Bruno Fernandes will beat Ruben Dias to the Player of the Year awards - defenders shouldn't be in the running
By Sean Walsh
With just over a third of the Premier League season remaining, the title race is already all but won - congratulations to Manchester City. Our attention turns to a race for the top four which seemingly no one wants to win, a relegation battle that Newcastle are desperately trying to land themselves in, and the PFA awards races.
The table is something that's objective, it's hard to argue with it when all is said and done. No asterisks, no footnotes. What makes the award races fun is the subjectivity it brings...
Apart from one un-constituted criterion: individual awards should never go to defenders or goalkeepers.
I wrote about this in 2019 on 90min's old site (RIP) when Virgil van Dijk was on the podium for the Ballon d'Or. But now Ruben Dias is being heralded as a PFA Players' Player of the Year frontrunner, so I'm afraid my hand has been forced to hammer home this point once again.
No one grows up particularly dreaming of being a defender. No one watches football for how good the defenders are. This sport belongs to artists, and they're usually midfielders and attackers.
Professional footballers tend to be scouted for their technical qualities and are then moved further back down the pitch as they grow older. You scarcely hear of keepers and defenders moving up the pitch - Nicolas Pepe was a goalie until he was 14, which explains a lot and hammers this point home.

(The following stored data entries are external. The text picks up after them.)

//! REST collaborator types.
//!
//! The auth, course and profile services are opaque collaborators; the core
//! consumes only their uniform `{success, message, data, errorCode}`
//! envelope and the course fields that seed a tutoring context.

pub mod envelope;
pub mod models;

pub use envelope::{ApiEnvelope, ApiError};
pub use models::{CourseLevel, CourseSummary};
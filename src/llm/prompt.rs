//! Prompt builder for the tutoring dialogue.
//!
//! [`PromptBuilder`] produces every piece of text the model sees (and the
//! synthesized welcome message the student sees first):
//!
//! * **Persona block** (`system_prompt`) — fixed tutoring-behaviour
//!   guidelines, plus one contextual line per present context field.
//! * **Turn enrichment** (`enhance_with_context`) — prefixes the student's
//!   question with the lesson context in a fixed, stable format.
//! * **Quick actions** — canned prompts for explain / example / practice /
//!   summary / study-tips requests.
//!
//! The contextual ordering (course, module, topic, level) is a hard
//! contract: model steering depends on stable formatting.  Note the
//! asymmetry: `user_level` appears in the persona block but never in the
//! per-turn enrichment.

use crate::conversation::ConversationContext;

// ---------------------------------------------------------------------------
// Persona instructions
// ---------------------------------------------------------------------------

/// Fixed tutoring persona — identical for every session.
const PERSONA_INSTRUCTION: &str = "\
You are an expert AI tutor named \"EduBridge AI Assistant\". Your role is to help students learn effectively through:

1. Clear, patient explanations tailored to the student's level
2. Breaking down complex topics into simple, digestible parts
3. Using examples, analogies, and real-world applications
4. Asking questions to check understanding
5. Providing encouragement and positive reinforcement
6. Adapting your teaching style based on student responses

Guidelines:
- Be warm, friendly, and encouraging
- Use simple language and avoid jargon unless necessary
- Provide step-by-step explanations
- Check for understanding before moving forward
- Offer multiple ways to explain the same concept
- Celebrate progress and effort
- Be patient with mistakes and use them as learning opportunities";

// ---------------------------------------------------------------------------
// PromptBuilder
// ---------------------------------------------------------------------------

/// Deterministic formatter for persona, welcome and per-turn prompts.
///
/// # Example
/// ```rust
/// use edubridge_tutor::conversation::ConversationContext;
/// use edubridge_tutor::llm::PromptBuilder;
///
/// let builder = PromptBuilder::new();
/// let ctx = ConversationContext {
///     course_name: Some("Rust Basics".into()),
///     ..ConversationContext::default()
/// };
/// let prompt = builder.enhance_with_context(&ctx, "What is ownership?");
/// assert!(prompt.starts_with("Context: Course: Rust Basics. "));
/// ```
#[derive(Debug, Default, Clone)]
pub struct PromptBuilder;

impl PromptBuilder {
    pub fn new() -> Self {
        Self
    }

    /// The persona block plus one line per present context field, in fixed
    /// order: course, module, topic, level.  Absent fields contribute no
    /// line (never an empty placeholder).
    pub fn system_prompt(&self, context: &ConversationContext) -> String {
        let mut prompt = String::from(PERSONA_INSTRUCTION);

        if let Some(course) = &context.course_name {
            prompt.push_str(&format!("\n\nCurrent Course: {course}"));
        }
        if let Some(module) = &context.module_name {
            prompt.push_str(&format!("\nCurrent Module: {module}"));
        }
        if let Some(topic) = &context.topic {
            prompt.push_str(&format!("\nCurrent Topic: {topic}"));
        }
        if let Some(level) = &context.user_level {
            prompt.push_str(&format!("\nStudent Level: {level}"));
        }

        prompt
    }

    /// Enrich one student turn with the lesson context.
    ///
    /// When none of course / module / topic is set, the prompt is exactly
    /// `user_text` unchanged.  Otherwise:
    ///
    /// ```text
    /// Context: Course: <c>. Module: <m>. Topic: <t>. \n\nStudent Question: <user_text>
    /// ```
    ///
    /// with absent fields contributing no fragment.  `user_level` is used
    /// only in the persona block, never here.
    pub fn enhance_with_context(&self, context: &ConversationContext, user_text: &str) -> String {
        if context.course_name.is_none()
            && context.module_name.is_none()
            && context.topic.is_none()
        {
            return user_text.to_string();
        }

        let mut prompt = String::from("Context: ");
        if let Some(course) = &context.course_name {
            prompt.push_str(&format!("Course: {course}. "));
        }
        if let Some(module) = &context.module_name {
            prompt.push_str(&format!("Module: {module}. "));
        }
        if let Some(topic) = &context.topic {
            prompt.push_str(&format!("Topic: {topic}. "));
        }
        prompt.push_str(&format!("\n\nStudent Question: {user_text}"));
        prompt
    }

    /// Welcome text for a fresh session: course-scoped when the context
    /// carries a course name, generic otherwise.
    pub fn welcome_message(&self, context: &ConversationContext) -> String {
        if let Some(course) = &context.course_name {
            return format!(
                "👋 Hello! I'm your AI tutor for **{course}**. I'm here to help you master this subject!\n\n\
                 What would you like to learn today? Feel free to:\n\
                 - Ask me to explain any concept\n\
                 - Request examples or practice problems\n\
                 - Clarify doubts\n\
                 - Get study tips\n\n\
                 You can type or use voice to talk to me. Let's make learning fun! 🎓"
            );
        }

        "👋 Hello! I'm your EduBridge AI Tutor. I'm here to help you learn anything you want!\n\n\
         How can I assist you today? You can:\n\
         - Ask me to explain topics\n\
         - Request examples\n\
         - Practice with problems\n\
         - Get study guidance\n\n\
         Use text or voice - I'm ready to help! 🚀"
            .to_string()
    }

    // -----------------------------------------------------------------------
    // Quick-action prompts
    // -----------------------------------------------------------------------

    /// "Explain this concept" at a given difficulty level.
    pub fn explain_concept(&self, concept: &str, level: &str) -> String {
        format!(
            "Please explain \"{concept}\" in a {level} level. Use simple language, examples, and analogies to make it clear."
        )
    }

    /// "Show me an example" of a topic.
    pub fn ask_for_example(&self, topic: &str) -> String {
        format!(
            "Can you provide a practical example of {topic}? Include code or real-world scenarios if applicable."
        )
    }

    /// "Give me practice" on a topic.
    pub fn request_practice(&self, topic: &str) -> String {
        format!(
            "Can you give me a practice problem or exercise about {topic}? After I answer, please provide feedback."
        )
    }

    /// "Summarize key points" of a topic.
    pub fn summary(&self, topic: &str) -> String {
        format!("Please provide a concise summary of the key points about {topic}.")
    }

    /// "Study tips" for a topic.
    pub fn study_tips(&self, topic: &str) -> String {
        format!("What are the best strategies and tips for learning {topic} effectively?")
    }
}

// ---------------------------------------------------------------------------
// Tests
// ---------------------------------------------------------------------------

Dias has obviously been great for Manchester City since his £61.5m transfer from Benfica at the end of September. No one's doubting that - he and John Stones have looked as imperious as Football Manager games of recent years made them out to be, and that's a credit to Pep Guardiola finally tuning his well oiled machine to stop being so leaky.
City are the best team and their prize will be lifting a big shiny trophy come the end of the season, but in their title-winning seasons under Guardiola, there's rarely been a standout player who's been Player of the Year-worthy (Kevin De Bruyne in 2017/18 is an exception, but Mohamed Salah literally scored 32 goals and grabbed 10 assists).

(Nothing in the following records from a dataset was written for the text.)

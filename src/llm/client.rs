//! Core `LanguageModel` trait and `GeminiClient` implementation.
//!
//! `GeminiClient` calls the Gemini `generateContent` REST endpoint with the
//! full prior turn history plus one new enriched prompt.  All connection
//! details and the generation tuple come from [`LlmConfig`]; nothing is
//! hardcoded and nothing is caller-configurable per call.

use async_trait::async_trait;
use thiserror::Error;

use crate::capability::ExecutionContext;
use crate::config::LlmConfig;

// ---------------------------------------------------------------------------
// LlmError
// ---------------------------------------------------------------------------

/// Errors that can occur at the language-model boundary.
///
/// Every invocation failure — transport, quota, malformed output — is
/// mapped to one of these variants here; nothing else propagates upward.
#[derive(Debug, Error)]
pub enum LlmError {
    /// The capability cannot be used in this execution context, or no
    /// credential is configured.
    #[error("language model unavailable: {0}")]
    Unavailable(String),

    /// HTTP transport or connection error, or a non-success status code.
    #[error("HTTP request failed: {0}")]
    Request(String),

    /// The request did not complete within the configured timeout.
    #[error("model request timed out")]
    Timeout,

    /// The HTTP response could not be parsed as expected JSON.
    #[error("failed to parse model response: {0}")]
    Parse(String),

    /// The model returned a response with no usable text content.
    #[error("model returned an empty response")]
    EmptyResponse,
}

impl From<reqwest::Error> for LlmError {
    fn from(e: reqwest::Error) -> Self {
        if e.is_timeout() {
            LlmError::Timeout
        } else {
            LlmError::Request(e.to_string())
        }
    }
}

// ---------------------------------------------------------------------------
// Turn
// ---------------------------------------------------------------------------

/// Author of one prior conversation turn on the wire.
#[derive(Debug, Clone, Copy, PartialEq, Eq)]
pub enum TurnRole {
    /// The student's side of the dialogue.
    User,
    /// The tutor's side of the dialogue.
    Model,
}

impl TurnRole {
    /// The role string used by the `generateContent` wire format.
    pub fn wire_name(&self) -> &'static str {
        match self {
            TurnRole::User => "user",
            TurnRole::Model => "model",
        }
    }
}

/// One prior conversation turn passed as model history.
#[derive(Debug, Clone)]
pub struct Turn {
    pub role: TurnRole,
    pub text: String,
}

impl Turn {
    pub fn new(role: TurnRole, text: impl Into<String>) -> Self {
        Self {
            role,
            text: text.into(),
        }
    }
}

// ---------------------------------------------------------------------------
// LanguageModel trait
// ---------------------------------------------------------------------------

/// Async trait for multi-turn completion backends.
///
/// Implementors must be `Send + Sync` so they can be shared across tasks
/// (e.g. wrapped in `Arc<dyn LanguageModel>`).
///
/// # Arguments
/// * `history` – Ordered prior turns; must open with a [`TurnRole::User`]
///               turn (the wire format rejects a leading model turn).
/// * `prompt`  – The new enriched prompt for this turn.
#[async_trait]
pub trait LanguageModel: Send + Sync {
    async fn complete(&self, history: &[Turn], prompt: &str) -> Result<String, LlmError>;

    /// Pure availability query — `true` only when the capability was
    /// successfully initialised and can accept calls.
    fn is_available(&self) -> bool;
}

// Compile-time assertion: Box<dyn LanguageModel> must be constructible.
const _: fn() = || {
    fn _assert_object_safe(_: Box<dyn LanguageModel>) {}
};

// ---------------------------------------------------------------------------
// GeminiClient
// ---------------------------------------------------------------------------

/// Calls the Gemini `generateContent` REST endpoint.
///
/// The persona block is sent as `systemInstruction` on every call; the
/// generation tuple (`temperature`/`topK`/`topP`/`maxOutputTokens`) is fixed
/// at construction for a consistent tutoring voice.
///
/// # Availability
/// [`GeminiClient::from_config`] refuses to construct in a non-interactive
/// execution context and when no API key is configured.  Callers must treat
/// `Err(LlmError::Unavailable)` as "tutor disabled", not as a transient
/// fault.
pub struct GeminiClient {
    client: reqwest::Client,
    config: LlmConfig,
    system_instruction: String,
}

impl GeminiClient {
    /// Build a `GeminiClient` from application config.
    ///
    /// The HTTP client is pre-configured with the per-request timeout from
    /// `config.timeout_secs`.  A default (no-timeout) client is used as a
    /// last-resort fallback if the builder fails (should never happen in
    /// practice).
    ///
    /// # Errors
    /// * [`LlmError::Unavailable`] when `context` is non-interactive or
    ///   `config.api_key` is missing/empty.
    pub fn from_config(
        config: &LlmConfig,
        system_instruction: impl Into<String>,
        context: ExecutionContext,
    ) -> Result<Self, LlmError> {
        if !context.is_interactive() {
            return Err(LlmError::Unavailable(
                "non-interactive execution context".into(),
            ));
        }

        let key = config.api_key.as_deref().unwrap_or("");
        if key.is_empty() {
            return Err(LlmError::Unavailable("no API key configured".into()));
        }

        let client = reqwest::Client::builder()
            .timeout(std::time::Duration::from_secs(config.timeout_secs))
            .build()
            .unwrap_or_else(|_| reqwest::Client::new());

        Ok(Self {
            client,
            config: config.clone(),
            system_instruction: system_instruction.into(),
        })
    }
}

#[async_trait]
impl LanguageModel for GeminiClient {
    /// Send the turn history plus `prompt` to the configured endpoint.
    ///
    /// The API key travels in the `x-goog-api-key` header, never in the URL,
    /// so it cannot leak into transport logs.
    async fn complete(&self, history: &[Turn], prompt: &str) -> Result<String, LlmError> {
        let url = format!(
            "{}/v1beta/models/{}:generateContent",
            self.config.base_url, self.config.model
        );

        let mut contents: Vec<serde_json::Value> = history
            .iter()
            .map(|turn| {
                serde_json::json!({
                    "role": turn.role.wire_name(),
                    "parts": [{ "text": turn.text }]
                })
            })
            .collect();
        contents.push(serde_json::json!({
            "role": "user",
            "parts": [{ "text": prompt }]
        }));

        let body = serde_json::json!({
            "contents": contents,
            "systemInstruction": { "parts": [{ "text": self.system_instruction }] },
            "generationConfig": {
                "temperature":     self.config.temperature,
                "topK":            self.config.top_k,
                "topP":            self.config.top_p,
                "maxOutputTokens": self.config.max_output_tokens
            }
        });

        let key = self.config.api_key.as_deref().unwrap_or("");
        let response = self
            .client
            .post(&url)
            .header("x-goog-api-key", key)
            .json(&body)
            .send()
            .await?;

        let status = response.status();
        if !status.is_success() {
            return Err(LlmError::Request(format!("HTTP {status}")));
        }

        let json: serde_json::Value = response
            .json()
            .await
            .map_err(|e| LlmError::Parse(e.to_string()))?;

        let completion = json["candidates"][0]["content"]["parts"][0]["text"]
            .as_str()
            .ok_or(LlmError::EmptyResponse)?
            .trim()
            .to_string();

        if completion.is_empty() {
            return Err(LlmError::EmptyResponse);
        }

        Ok(completion)
    }

    fn is_available(&self) -> bool {
        // Construction already enforced context + credential.
        true
    }
}

// ---------------------------------------------------------------------------
// Tests
// ---------------------------------------------------------------------------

The arguments for a number of City players to win the award besides Dias range from tepid to strong; Ilkay Gundogan has been playing with his arse on fire for two months, but only in that timeframe; Raheem Sterling has returned to form after a relatively quiet 2020; Phil Foden has made a considerable leap; you'd even say that Stones has been as good if not better than his Portuguese partner.
Parallels with Van Dijk's impact on Liverpool are fair when looking at City as a collective, but none of their defenders have stood out from the crowd without a narrative being forced. The competitive rivalry between the two clubs has been the motivation behind trying to find a direct comparison for the Dutchman.
Dias hasn't even been the best Portuguese player in the Premier League this season, but the only one superior to him is the one deserving of the award. It's obviously Bruno Fernandes.
Look at his basic stats: 25 games so far, 15 goals, 10 assists. Let's take out penalties: eight goals, 10 assists, still amazing output. Adjust to stats per 90 minutes: 0.77 non-penalty goals and assists - only Harry Kane, Son Heung-min (who are in mid-table) and Edinson Cavani (whose numbers are inflated by his limited playing time) have more. Fernandes has been the most effective single player on a good team.
Manchester United could only really dream of qualifying for the Champions League upon his arrival in January 2020, Ole Gunnar Solskjaer looked to be on his last knockings as the manager, and the team were playing without any real direction. Fernandes didn't fix all of these problems singlehandedly, but there are a handful of players on the entire planet who would have galvanised the club the way he has.
No single player has been as good consistently across the 2020/21 season as Fernandes, and his gamesmanship (to put it kindly) has rivals trying to shoehorn in other candidates. Some of the suggestions are acceptable at best - but Dias certainly isn't.